Presentation Information

[SS-8-01]Development of an Online Tandem Learning Support System to Promote Motivation: A Psychological Approach and Practical Application of Generative AI

*Atsushi Matsuki1 (1. Rikkyo University)

Keywords:

Online Tandem Learning,Self-Regulated Learning,Generative AI,Motivational Design,Learning Support System,Virtual Exchange

受講者に求められる 事前の知識・経験等
プログラミング知識やシステム開発の経験は一切不要です。また、心理学的な用語もできる限り平易な表現で説明いたしますので、心理学の専門知識も不要です。



オンライン学習のモチベーション維持や学習の質保証を目的として、心理学的なアプローチを用いて非エンジニアが生成AIで作成したシステムを共有します。このシステム開発の経験を通して生成AIによる学習システム開発の展望について説明します。また、実際、どの様な手順でシステムを構築したのかデモンストレーションを行い、現場で活用できるようなセッションといたします。



特に以下に該当する方の参加をお待ちしております。



(1)生成AIを用いて業務用のアプリケーション構築をしたい方

(2)オンラインタンデム学習に関心をお持ちの方

(3)オンライン学習のモチベーション維持に興味のある方

(4)教育システム構築に関心のある方

(5)規模の小さいプログラムのため予算を確保できないとお悩みの方

(6)プログラムに取り組むことで業務負荷が増すため、プログラム導入を躊躇されている方



<注意点>

*今回説明するシステム構築は、主にGoogle for Workspaceでの実践となりますが、それ以外の方にも参考となる内容です。

*高度なシステム構築のセッションではないため、すでに生成AIを用いてシステム構築の実践が多数ある方には、システム構築のデモンストレーションは不向きですのでご注意ください。

受講者が受講前に取り組む 事前課題等
当日、身近な課題で解決したい問題についてアンケートを取ります。回答の中から、その場で速やかに対応できそうな課題があれば、デモンストレーションの時間で、生成AIによるウェブアプリケーションを作成を実践いたしますので、身近な課題をお持ち寄りください

概要
1. Introduction
This presentation reports on the implementation and future prospects of an online tandem learning support system developed using generative AI, grounded in psychological insights to maintain and promote learner motivation. The presenter, a non-engineer, will share practical insights into translating psychological theories into system requirements, including the actual prompt engineering process. This initiative is part of the "ACE eTandem Program" under the ACE Consortium, supported by MEXT’s "Inter-University Exchange Project."Following the launch of a pilot program with Seoul National University in October 2025, we focused on the critical roles of learner motivation and self-regulated learning in ensuring the sustainability of online education (Muljana & Luo, 2019).

2. Overview of the Online Learning Record Notebook
Within the self-regulated learning cycle, evaluating achievements and challenges through self-reflection is known to enhance learner autonomy and sustained motivation (Zimmerman, 2002). Adopting a psychological approach, we developed an AI-powered "Online Learning Record Notebook" (the "Notebook") featuring the following functions to support continuous learning:
Mutual Support Function: Enables partners to view and provide feedback on each other's records, aiming to sustain motivation by satisfying the need for relatedness through reciprocity.
Self-Growth Function: Visualizes progress by allocating activity points to specific skills, thereby stimulating a sense of competence and enhancing learning engagement.
AI Suggestion Function: Reduces the psychological burden of topic depletion by allowing learners to consult the AI for conversation starters.

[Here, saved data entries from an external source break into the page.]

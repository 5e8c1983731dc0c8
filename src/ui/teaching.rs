//! Teaching screen: one item of lesson content at a time

use ratatui::{
    Frame,
    layout::Rect,
    style::{Modifier, Style},
    text::{Line, Span},
    widgets::{Block, Borders, Paragraph, Wrap},
};

use super::layout;
use crate::app::state::AppState;
use crate::lesson::{TeachingItem, catalog};
use crate::progress::percent_complete;
use crate::theme::Theme;

/// Lines for one teaching card
pub fn teaching_card_lines(item: &TeachingItem, theme: &Theme) -> Vec<Line<'static>> {
    let mut lines = vec![
        Line::from(""),
        Line::from(Span::styled(
            item.bengali.clone(),
            Style::default().fg(theme.accent_primary).add_modifier(Modifier::BOLD),
        )),
    ];

    if let Some(english) = &item.english {
        lines.push(Line::from(Span::styled(
            english.clone(),
            Style::default().fg(theme.fg_primary),
        )));
    }

    if let Some(phonetic) = &item.phonetic {
        lines.push(Line::from(Span::styled(
            format!("({phonetic})"),
            Style::default().fg(theme.accent_secondary),
        )));
    }

    lines.push(Line::from(""));

    if let Some(guide) = &item.pronunciation_guide {
        lines.push(Line::from(Span::styled(
            format!("Pronunciation: {guide}"),
            Style::default().fg(theme.fg_secondary),
        )));
    }

    if let Some(tip) = &item.audio_tip {
        lines.push(Line::from(Span::styled(
            format!("Tip: {tip}"),
            Style::default().fg(theme.fg_muted),
        )));
    }

    if let Some(number) = item.number {
        lines.push(Line::from(Span::styled(
            format!("Number: {number}"),
            Style::default().fg(theme.fg_secondary),
        )));
    }

    lines
}

/// Draw the teaching screen
pub fn draw(frame: &mut Frame, area: Rect, state: &AppState, theme: &Theme) {
    let Some(lesson) = &state.lesson else {
        tracing::warn!("teaching screen drawn with no lesson loaded");
        return;
    };

    let category_title = state
        .nav
        .category
        .map(|category| catalog::category_info(category).title)
        .unwrap_or_default();

    let mut lines = vec![
        layout::breadcrumb_line(&["Home", category_title, &lesson.title], theme),
        Line::from(""),
    ];

    let total = lesson.teaching_content.len();
    let index = state.teaching.index.min(total.saturating_sub(1));

    if let Some(item) = lesson.teaching_content.get(index) {
        lines.extend(teaching_card_lines(item, theme));
    } else {
        lines.push(Line::from(Span::styled(
            "This lesson has no content.",
            Style::default().fg(theme.fg_muted),
        )));
    }

    lines.push(Line::from(""));

    // Position within the sequence
    let percent = percent_complete(index + 1, total);
    lines.push(Line::from(vec![
        Span::styled(
            layout::progress_bar(percent, 24),
            Style::default().fg(theme.accent_secondary),
        ),
        Span::styled(
            format!(" {} / {}", index + 1, total.max(1)),
            Style::default().fg(theme.fg_secondary),
        ),
    ]));

    let block = Block::default()
        .title(format!(" {} ", lesson.title))
        .borders(Borders::ALL)
        .border_style(Style::default().fg(theme.border))
        .style(Style::default().bg(theme.bg_primary));
    let inner = block.inner(area);
    frame.render_widget(block, area);

    frame.render_widget(Paragraph::new(lines).wrap(Wrap { trim: false }), inner);
}

#[cfg(test)]
mod tests {
    use super::*;

    fn plain(lines: &[Line<'_>]) -> String {
        lines
            .iter()
            .map(|line| {
                line.spans.iter().map(|span| span.content.as_ref()).collect::<String>()
            })
            .collect::<Vec<_>>()
            .join("\n")
    }

    #[test]
    fn card_shows_all_present_fields() {
        let item = TeachingItem {
            bengali: "এক".to_string(),
            english: Some("One".to_string()),
            phonetic: Some("Êk".to_string()),
            pronunciation_guide: Some("Like 'eck'".to_string()),
            audio_tip: Some("Short and crisp".to_string()),
            number: Some(1),
        };

        let text = plain(&teaching_card_lines(&item, &Theme::default()));
        assert!(text.contains("এক"));
        assert!(text.contains("One"));
        assert!(text.contains("(Êk)"));
        assert!(text.contains("Pronunciation: Like 'eck'"));
        assert!(text.contains("Tip: Short and crisp"));
        assert!(text.contains("Number: 1"));
    }

    #[test]
    fn card_omits_absent_fields() {
        let item = TeachingItem {
            bengali: "অ".to_string(),
            english: None,
            phonetic: None,
            pronunciation_guide: None,
            audio_tip: None,
            number: None,
        };

        let text = plain(&teaching_card_lines(&item, &Theme::default()));
        assert!(text.contains("অ"));
        assert!(!text.contains("Pronunciation:"));
        assert!(!text.contains("Tip:"));
        assert!(!text.contains("Number:"));
    }
}
//! Home screen: category cards with progress

use ratatui::{
    Frame,
    layout::Rect,
    style::{Modifier, Style},
    text::{Line, Span},
    widgets::{Block, Borders, Paragraph},
};

use super::layout;
use crate::app::state::AppState;
use crate::lesson::catalog::{self, Category};
use crate::progress::ProgressTracker;
use crate::storage::Storage;
use crate::theme::Theme;

/// Script sample shown next to each category title
fn category_glyph(category: Category) -> &'static str {
    match category {
        Category::Beginner => "অ",
        Category::Intermediate => "শব্দ",
        Category::Advanced => "সাহিত্য",
    }
}

/// Lines for one category card
pub fn category_card_lines(
    category: Category,
    percent: u8,
    selected: bool,
    theme: &Theme,
) -> Vec<Line<'static>> {
    let info = catalog::category_info(category);
    let available = info.total_lessons > 0;

    let marker = if selected { "▸ " } else { "  " };
    let title_style = if selected {
        Style::default().fg(theme.accent_primary).add_modifier(Modifier::BOLD)
    } else {
        Style::default().fg(theme.fg_primary).add_modifier(Modifier::BOLD)
    };

    let lesson_count = if available {
        Span::styled(
            format!("{} Lessons", info.total_lessons),
            Style::default().fg(theme.fg_secondary),
        )
    } else {
        Span::styled("Coming Soon", Style::default().fg(theme.warning))
    };

    vec![
        Line::from(vec![
            Span::styled(marker.to_string(), title_style),
            Span::styled(format!("{}  ", category_glyph(category)), title_style),
            Span::styled(info.title.to_string(), title_style),
        ]),
        Line::from(Span::styled(
            format!("    {}", info.description),
            Style::default().fg(theme.fg_muted),
        )),
        Line::from(vec![
            Span::raw("    "),
            lesson_count,
            Span::raw("    "),
            Span::styled(
                layout::progress_bar(percent, 20),
                Style::default().fg(theme.accent_secondary),
            ),
            Span::styled(format!(" {percent}%"), Style::default().fg(theme.fg_secondary)),
        ]),
        Line::from(""),
    ]
}

/// Draw the home screen
pub fn draw<S: Storage>(
    frame: &mut Frame,
    area: Rect,
    state: &AppState,
    progress: &ProgressTracker<S>,
    theme: &Theme,
) {
    let mut lines = vec![
        Line::from(Span::styled(
            "শিক্ষা  Learn Bengali",
            Style::default().fg(theme.accent_primary).add_modifier(Modifier::BOLD),
        )),
        Line::from(Span::styled(
            "Pick a category to begin",
            Style::default().fg(theme.fg_muted),
        )),
        Line::from(""),
    ];

    for (i, category) in Category::ALL.into_iter().enumerate() {
        let selected = i == state.home.selected;
        lines.extend(category_card_lines(category, progress.percent(category), selected, theme));
    }

    let block = Block::default()
        .borders(Borders::ALL)
        .border_style(Style::default().fg(theme.border))
        .style(Style::default().bg(theme.bg_primary));
    let inner = block.inner(area);
    frame.render_widget(block, area);

    frame.render_widget(Paragraph::new(lines), inner);
}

3. Results and Cost Evaluation
During the four-month pilot phase (N=4; 2 pairs), each pair completed over 10 sessions. While initial tracking via spreadsheets resulted in stagnant usage, the introduction of the Notebook significantly improved engagement. Post-program surveys revealed unanimous positive evaluations of the Notebook, with participants noting that providing feedback to their partners served as a key motivator. Notably, utilizing generative AI reduced the estimated four-month, four-million-yen outsourcing cost to approximately two months of in-house development, with ongoing expenses limited to AI API fees (approx. 2,500 JPY/month), demonstrating exceptional cost-effectiveness.

4. Future Prospects
To address the structural challenge where an increase in participants directly inflates administrative burdens, we are developing a matching application and automated orientation videos using generative AI. Restricting access to partner university students will ensure participant quality and reduce management overhead. We envision a streamlined ecosystem where distributing a single URL through partner institutions facilitates the entire process—from matching and orientation to Notebook recording and post-program surveys—culminating in the automated issuance of digital badges based on learning records.

5. Presentation Format and Interaction with Participants
This presentation will feature demonstrations of the developed systems and a mini-workshop where participants will collaboratively brainstorm AI prompts. Through substantive dialogue with practitioners from other institutions, we aim to provide a practical, hands-on session that yields actionable insights for their respective educational contexts.